[Items listed in a dataset]
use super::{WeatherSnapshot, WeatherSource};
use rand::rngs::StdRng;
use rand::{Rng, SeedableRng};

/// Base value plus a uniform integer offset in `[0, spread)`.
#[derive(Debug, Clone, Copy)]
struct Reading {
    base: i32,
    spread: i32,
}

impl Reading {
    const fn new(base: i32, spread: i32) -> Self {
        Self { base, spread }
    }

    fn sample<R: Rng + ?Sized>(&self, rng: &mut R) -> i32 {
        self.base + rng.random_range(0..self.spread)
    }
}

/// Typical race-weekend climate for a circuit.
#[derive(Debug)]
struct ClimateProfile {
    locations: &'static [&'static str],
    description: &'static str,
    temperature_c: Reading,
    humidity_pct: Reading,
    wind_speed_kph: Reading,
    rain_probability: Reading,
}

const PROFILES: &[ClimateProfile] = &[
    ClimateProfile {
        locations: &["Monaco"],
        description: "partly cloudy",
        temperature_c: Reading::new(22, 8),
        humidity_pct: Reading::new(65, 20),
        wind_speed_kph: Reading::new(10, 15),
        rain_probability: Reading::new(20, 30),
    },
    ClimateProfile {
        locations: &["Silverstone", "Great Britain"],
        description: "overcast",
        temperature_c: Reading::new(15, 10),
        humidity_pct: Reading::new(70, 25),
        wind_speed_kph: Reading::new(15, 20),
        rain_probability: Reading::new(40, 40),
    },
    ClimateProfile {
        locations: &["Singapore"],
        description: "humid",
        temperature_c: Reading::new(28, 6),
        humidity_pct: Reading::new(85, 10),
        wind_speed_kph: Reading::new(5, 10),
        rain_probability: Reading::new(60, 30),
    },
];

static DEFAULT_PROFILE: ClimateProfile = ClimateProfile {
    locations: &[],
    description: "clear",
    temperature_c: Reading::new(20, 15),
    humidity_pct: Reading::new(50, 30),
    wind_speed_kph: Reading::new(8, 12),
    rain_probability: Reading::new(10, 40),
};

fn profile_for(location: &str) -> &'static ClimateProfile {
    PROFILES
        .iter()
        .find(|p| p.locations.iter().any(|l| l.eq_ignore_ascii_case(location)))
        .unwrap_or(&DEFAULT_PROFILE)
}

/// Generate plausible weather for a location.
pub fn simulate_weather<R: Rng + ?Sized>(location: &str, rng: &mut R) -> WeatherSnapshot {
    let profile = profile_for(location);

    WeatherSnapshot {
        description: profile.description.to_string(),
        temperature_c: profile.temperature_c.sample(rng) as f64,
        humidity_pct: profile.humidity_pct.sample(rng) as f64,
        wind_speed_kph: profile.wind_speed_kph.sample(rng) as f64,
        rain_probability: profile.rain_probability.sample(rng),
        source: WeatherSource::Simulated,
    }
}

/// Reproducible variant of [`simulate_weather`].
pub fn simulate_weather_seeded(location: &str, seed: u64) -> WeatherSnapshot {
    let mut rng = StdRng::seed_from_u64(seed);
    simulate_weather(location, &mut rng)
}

INSTRUCTIONS TO FOLLOW: Return exactly what appears above, from the first line of the entries to the line with "const PROFILES: &[ClimateProfile]", inclusive.

EXERCISE OUTPUT:
use super::{WeatherSnapshot, WeatherSource};
use rand::rngs::StdRng;
use rand::{Rng, SeedableRng};

/// Base value plus a uniform integer offset in `[0, spread)`.
#[derive(Debug, Clone, Copy)]
struct Reading {
    base: i32,
    spread: i32,
}

impl Reading {
    const fn new(base: i32, spread: i32) -> Self {
        Self { base, spread }
    }

    fn sample<R: Rng + ?Sized>(&self, rng: &mut R) -> i32 {
        self.base + rng.random_range(0..self.spread)
    }
}

/// Typical race-weekend climate for a circuit.
#[derive(Debug)]
struct ClimateProfile {
    locations: &'static [&'static str],
    description: &'static str,
    temperature_c: Reading,
    humidity_pct: Reading,
    wind_speed_kph: Reading,
    rain_probability: Reading,
}

const PROFILES: &[ClimateProfile] = &[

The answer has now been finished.